The storyline has been compared to the 1972 film Death Line, also set on the London Underground and featuring a cannibalistic killer. Director Smith, who had not seen Death Line, attributes his inspiration to a scene in An American Werewolf in London set in the London Underground.

==Reception==

===Critical response===

Creep has received generally mixed reviews from critics.

Time Out gave the film a negative review, writing, "this London Underground-set slasher squanders a promising premise for trashy shocks, old-school nastiness and a fistful of genre clichés."

All Movie's review was favorable, writing, "this pared-down shocker might be light on plot, but it's packed with creepy frights and psychopathic attitude from its mean main monster."

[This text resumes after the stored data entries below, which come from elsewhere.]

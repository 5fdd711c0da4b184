use crate::foundation::error::{SceneError, SceneResult};

#[derive(Clone, Copy, Debug, PartialEq, serde::Serialize, serde::Deserialize)]
/// Linear RGB color with channels in `[0, 1]`.
pub struct Color {
    /// Red channel.
    pub r: f32,
    /// Green channel.
    pub g: f32,
    /// Blue channel.
    pub b: f32,
}

impl Color {
    /// Opaque black.
    pub const BLACK: Self = Self::rgb(0.0, 0.0, 0.0);
    /// Opaque white.
    pub const WHITE: Self = Self::rgb(1.0, 1.0, 1.0);
    /// Pure red.
    pub const RED: Self = Self::rgb(1.0, 0.0, 0.0);
    /// Pure green.
    pub const GREEN: Self = Self::rgb(0.0, 1.0, 0.0);
    /// Pure blue.
    pub const BLUE: Self = Self::rgb(0.0, 0.0, 1.0);
    /// Yellow.
    pub const YELLOW: Self = Self::rgb(1.0, 1.0, 0.0);
    /// Cyan.
    pub const CYAN: Self = Self::rgb(0.0, 1.0, 1.0);
    /// Magenta.
    pub const MAGENTA: Self = Self::rgb(1.0, 0.0, 1.0);
    /// Mid gray.
    pub const GRAY: Self = Self::rgb(0.5, 0.5, 0.5);

    const fn rgb(r: f32, g: f32, b: f32) -> Self {
        Self { r, g, b }
    }

    /// Build a color, rejecting channels outside `[0, 1]` or non-finite.
    pub fn new(r: f32, g: f32, b: f32) -> SceneResult<Self> {
        for (name, v) in [("r", r), ("g", g), ("b", b)] {
            if !v.is_finite() || !(0.0..=1.0).contains(&v) {
                return Err(SceneError::out_of_range(format!(
                    "color channel {name}={v} must be in [0, 1]"
                )));
            }
        }
        Ok(Self::rgb(r, g, b))
    }

    /// Build a color from 8-bit channels.
    pub fn from_bytes(r: u8, g: u8, b: u8) -> Self {
        Self::rgb(
            f32::from(r) / 255.0,
            f32::from(g) / 255.0,
            f32::from(b) / 255.0,
        )
    }

    /// Parse `#rrggbb` (leading `#` optional).
    pub fn from_hex(hex: &str) -> SceneResult<Self> {
        let digits = hex.strip_prefix('#').unwrap_or(hex);
        if digits.len() != 6 || !digits.is_ascii() {
            return Err(SceneError::validation(format!(
                "color hex '{hex}' must look like #rrggbb"
            )));
        }
        let channel = |i: usize| {
            u8::from_str_radix(&digits[i..i + 2], 16)
                .map_err(|_| SceneError::validation(format!("color hex '{hex}' is not hexadecimal")))
        };
        Ok(Self::from_bytes(channel(0)?, channel(2)?, channel(4)?))
    }

    /// 8-bit channels, rounded.
    pub fn to_bytes(self) -> [u8; 3] {
        let q = |v: f32| (v.clamp(0.0, 1.0) * 255.0).round() as u8;
        [q(self.r), q(self.g), q(self.b)]
    }

    /// `#rrggbb` form used by the viewer for CSS-style colors.
    pub fn to_html_hex(self) -> String {
        let [r, g, b] = self.to_bytes();
        format!("#{r:02x}{g:02x}{b:02x}")
    }

    /// Channels as an array.
    pub fn to_array(self) -> [f32; 3] {
        [self.r, self.g, self.b]
    }
}

impl Default for Color {
    fn default() -> Self {
        Self::WHITE
    }
}

#[cfg(test)]
#[path = "../../tests/unit/foundation/color.rs"]
mod tests;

Matthew Turner of View London said "The performances are good, particularly Potente, who avoids scream queen clichés by making her character surprisingly unlikeable - Kate is rude and arrogant in her early scenes and the fact that she's German is, of course, a coincidence."

==Reboot==
In May 2025, Smith was reported to write and direct a reboot of the film, which starts production in autumn 2025. Much of the original film's crew will return, while the cast will include Jasmine Jobson, Aitch, and Andy Nyman. Shudder has acquired North American rights.